── Data provided
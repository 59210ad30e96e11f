//! Application services for user accounts.

mod accounts;

pub use accounts::{
    RegisterUserRequest, UserAccountError, UserAccountResult, UserAccountService,
};
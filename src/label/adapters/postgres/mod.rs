//! `PostgreSQL` adapters for label catalog persistence.

mod models;
mod repository;
mod schema;

pub use repository::{LabelPgPool, PostgresLabelRepository};
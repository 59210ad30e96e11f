//! Domain model for user accounts.

mod credentials;
mod email;
mod error;
mod ids;
mod user;

pub use credentials::PasswordHash;
pub use email::EmailAddress;
pub use error::UserDomainError;
pub use ids::UserId;
pub use user::{PersistedUserData, User};
//! Error types for label domain validation.

use thiserror::Error;

/// Errors returned while constructing domain label values.
#[derive(Debug, Clone, Error, PartialEq, Eq)]
pub enum LabelDomainError {
    /// The label name is empty after trimming.
    #[error("label name must not be empty")]
    EmptyLabelName,

    /// The label name exceeds the persisted column width.
    #[error("label name '{0}' exceeds 255 characters")]
    LabelNameTooLong(String),

    /// The colour value is not a `#RRGGBB` hex triplet.
    #[error("invalid label colour '{0}', expected #RRGGBB")]
    InvalidColor(String),
}
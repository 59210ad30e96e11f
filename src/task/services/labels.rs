//! Service layer for label attachment with resolve-or-create semantics.

use super::{TaskServiceError, TaskServiceResult, visible_task};
use crate::label::{
    domain::{Label, LabelId, LabelName},
    ports::{LabelRepository, LabelRepositoryError},
};
use crate::task::{
    domain::{Task, TaskId},
    ports::TaskRepository,
};
use crate::user::domain::UserId;
use mockable::Clock;
use std::sync::Arc;

/// Resolves a label by name, creating it with a palette colour if absent.
///
/// Two requests racing on the same new name both reach the store; the
/// unique constraint picks a winner and the loser re-fetches it here
/// instead of failing.
pub(crate) async fn resolve_or_create<L: LabelRepository>(
    labels: &L,
    name: &str,
    clock: &impl Clock,
) -> TaskServiceResult<Label> {
    let label_name = LabelName::new(name)?;

    if let Some(existing) = labels.find_by_name(&label_name).await? {
        return Ok(existing);
    }

    let label = Label::auto(label_name.clone(), clock);
    match labels.store(&label).await {
        Ok(()) => Ok(label),
        Err(LabelRepositoryError::DuplicateLabelName(_)) => labels
            .find_by_name(&label_name)
            .await?
            .ok_or_else(|| LabelRepositoryError::DuplicateLabelName(label_name).into()),
        Err(err) => Err(err.into()),
    }
}

/// Label attachment orchestration service.
#[derive(Clone)]
pub struct LabelAttachmentService<R, L, C>
where
    R: TaskRepository,
    L: LabelRepository,
    C: Clock + Send + Sync,
{
    tasks: Arc<R>,
    labels: Arc<L>,
    clock: Arc<C>,
}

impl<R, L, C> LabelAttachmentService<R, L, C>
where
    R: TaskRepository,
    L: LabelRepository,
    C: Clock + Send + Sync,
{
    /// Creates a new label attachment service.
    #[must_use]
    pub const fn new(tasks: Arc<R>, labels: Arc<L>, clock: Arc<C>) -> Self {
        Self {
            tasks,
            labels,
            clock,
        }
    }

    /// Attaches a label by name to a task, creating the label if absent.
    ///
    /// Attaching a label that is already on the task is a no-op and
    /// returns the task unchanged.
    ///
    /// # Errors
    ///
    /// Returns [`TaskServiceError::NotFound`] when the task is absent or
    /// not visible, or a label validation/persistence error.
    pub async fn add_label(
        &self,
        task_id: TaskId,
        actor: UserId,
        name: &str,
    ) -> TaskServiceResult<Task> {
        let mut task = visible_task(self.tasks.as_ref(), task_id, actor).await?;
        let label = resolve_or_create(self.labels.as_ref(), name, &*self.clock).await?;

        if task.attach_label(label.id(), &*self.clock) {
            self.tasks.update(&task).await?;
        }
        Ok(task)
    }

    /// Detaches a label from a task.
    ///
    /// A missing task or label is reported as not found; a missing edge
    /// between two existing records is a silent no-op.
    ///
    /// # Errors
    ///
    /// Returns [`TaskServiceError::NotFound`] when the task is absent or
    /// not visible, or [`TaskServiceError::LabelNotFound`] when the label
    /// does not exist.
    pub async fn remove_label(
        &self,
        task_id: TaskId,
        actor: UserId,
        label_id: LabelId,
    ) -> TaskServiceResult<Task> {
        let mut task = visible_task(self.tasks.as_ref(), task_id, actor).await?;
        let label = self
            .labels
            .find_by_id(label_id)
            .await?
            .ok_or(TaskServiceError::LabelNotFound(label_id))?;

        if task.detach_label(label.id(), &*self.clock) {
            self.tasks.update(&task).await?;
        }
        Ok(task)
    }
}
────
Aim of the exercise: List all lines above in which the string "absent" appears.

Task answer:
/// Resolves a label by name, creating it with a palette colour if absent.
    /// Attaches a label by name to a task, creating the label if absent.
    /// Returns [`TaskServiceError::NotFound`] when the task is absent or
    /// Returns [`TaskServiceError::NotFound`] when the task is absent or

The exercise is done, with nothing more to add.